#### Problem description
An exact copy is needed of each line from the one including "written += n;" through the last line of the entries, both ends counted, with nothing added.

#### Data to use
//! Streaming ascii85 in the undelimited form: no `<~ ~>` framing, `z` for an
//! all-zero group, and short final groups written as `n + 1` characters.

use std::io::{self, Read, Write};

const BASE: u64 = 85;
const FIRST: u8 = b'!';
const LAST: u8 = b'u';
const READ_BUF: usize = 8 * 1024;

fn invalid(message: impl Into<String>) -> io::Error {
    io::Error::new(io::ErrorKind::InvalidData, message.into())
}

fn encode_group(group: [u8; 4], n: usize, out: &mut Vec<u8>) {
    let mut value = u32::from_be_bytes(group);
    if n == 4 && value == 0 {
        out.push(b'z');
        return;
    }
    let mut digits = [0u8; 5];
    for digit in digits.iter_mut().rev() {
        *digit = (value % 85) as u8 + FIRST;
        value /= 85;
    }
    out.extend_from_slice(&digits[..n + 1]);
}

/// Encodes everything written to it and forwards the text to `inner`.
pub struct Ascii85Encoder<W: Write> {
    inner: W,
    group: [u8; 4],
    len: usize,
    scratch: Vec<u8>,
}

impl<W: Write> Ascii85Encoder<W> {
    pub fn new(inner: W) -> Self {
        Self {
            inner,
            group: [0; 4],
            len: 0,
            scratch: Vec::with_capacity(READ_BUF),
        }
    }

    /// Flushes the trailing partial group and returns the inner writer.
    pub fn finish(mut self) -> io::Result<W> {
        self.scratch.clear();
        if self.len > 0 {
            let mut group = [0u8; 4];
            group[..self.len].copy_from_slice(&self.group[..self.len]);
            encode_group(group, self.len, &mut self.scratch);
            self.len = 0;
        }
        self.inner.write_all(&self.scratch)?;
        self.inner.flush()?;
        Ok(self.inner)
    }
}

impl<W: Write> Write for Ascii85Encoder<W> {
    fn write(&mut self, buf: &[u8]) -> io::Result<usize> {
        self.scratch.clear();
        for &byte in buf {
            self.group[self.len] = byte;
            self.len += 1;
            if self.len == 4 {
                encode_group(self.group, 4, &mut self.scratch);
                self.len = 0;
            }
        }
        self.inner.write_all(&self.scratch)?;
        Ok(buf.len())
    }

    fn flush(&mut self) -> io::Result<()> {
        self.inner.flush()
    }
}

/// Decodes ascii85 text read from `inner`. Whitespace is ignored.
pub struct Ascii85Decoder<R: Read> {
    inner: R,
    input: Box<[u8]>,
    in_pos: usize,
    in_len: usize,
    value: u64,
    count: usize,
    out: [u8; 4],
    out_pos: usize,
    out_len: usize,
    finished: bool,
}

impl<R: Read> Ascii85Decoder<R> {
    pub fn new(inner: R) -> Self {
        Self {
            inner,
            input: vec![0; READ_BUF].into_boxed_slice(),
            in_pos: 0,
            in_len: 0,
            value: 0,
            count: 0,
            out: [0; 4],
            out_pos: 0,
            out_len: 0,
            finished: false,
        }
    }

    fn next_byte(&mut self) -> io::Result<Option<u8>> {
        if self.in_pos == self.in_len {
            self.in_len = self.inner.read(&mut self.input)?;
            self.in_pos = 0;
            if self.in_len == 0 {
                return Ok(None);
            }
        }
        let byte = self.input[self.in_pos];
        self.in_pos += 1;
        Ok(Some(byte))
    }

    fn emit(&mut self, bytes: [u8; 4], len: usize) {
        self.out = bytes;
        self.out_pos = 0;
        self.out_len = len;
    }

    fn push(&mut self, byte: u8) -> io::Result<()> {
        match byte {
            FIRST..=LAST => {
                self.value = self.value * BASE + u64::from(byte - FIRST);
                self.count += 1;
                if self.count == 5 {
                    let value = u32::try_from(self.value)
                        .map_err(|_| invalid("ascii85 group overflows 32 bits"))?;
                    self.emit(value.to_be_bytes(), 4);
                    self.value = 0;
                    self.count = 0;
                }
                Ok(())
            }
            b'z' if self.count == 0 => {
                self.emit([0; 4], 4);
                Ok(())
            }
            b'z' => Err(invalid("'z' inside an ascii85 group")),
            b if b.is_ascii_whitespace() || b == 0x0b => Ok(()),
            other => Err(invalid(format!("illegal ascii85 byte {other:#04x}"))),
        }
    }

    fn finish_group(&mut self) -> io::Result<()> {
        self.finished = true;
        match self.count {
            0 => Ok(()),
            1 => Err(invalid("truncated ascii85 group")),
            count => {
                for _ in count..5 {
                    self.value = self.value * BASE + u64::from(LAST - FIRST);
                }
                let value = u32::try_from(self.value)
                    .map_err(|_| invalid("ascii85 group overflows 32 bits"))?;
                self.emit(value.to_be_bytes(), count - 1);
                self.count = 0;
                Ok(())
            }
        }
    }
}

impl<R: Read> Read for Ascii85Decoder<R> {
    fn read(&mut self, buf: &mut [u8]) -> io::Result<usize> {
        let mut written = 0;
        while written < buf.len() {
            if self.out_pos < self.out_len {
                let n = (self.out_len - self.out_pos).min(buf.len() - written);
                buf[written..written + n]
                    .copy_from_slice(&self.out[self.out_pos..self.out_pos + n]);
                self.out_pos += n;
                written += n;
                continue;
            }
            if self.finished {
                break;
            }
            // Hand back what we have rather than block on another read.
            if written > 0 && self.in_pos == self.in_len {
                break;
            }
            match self.next_byte()? {
                Some(byte) => self.push(byte)?,
                None => self.finish_group()?,
            }
        }
        Ok(written)
    }
}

#### Reply to the exercise
                written += n;
                continue;
            }
            if self.finished {
                break;
            }
            // Hand back what we have rather than block on another read.
            if written > 0 && self.in_pos == self.in_len {
                break;
            }
            match self.next_byte()? {
                Some(byte) => self.push(byte)?,
                None => self.finish_group()?,
            }
        }
        Ok(written)
    }
}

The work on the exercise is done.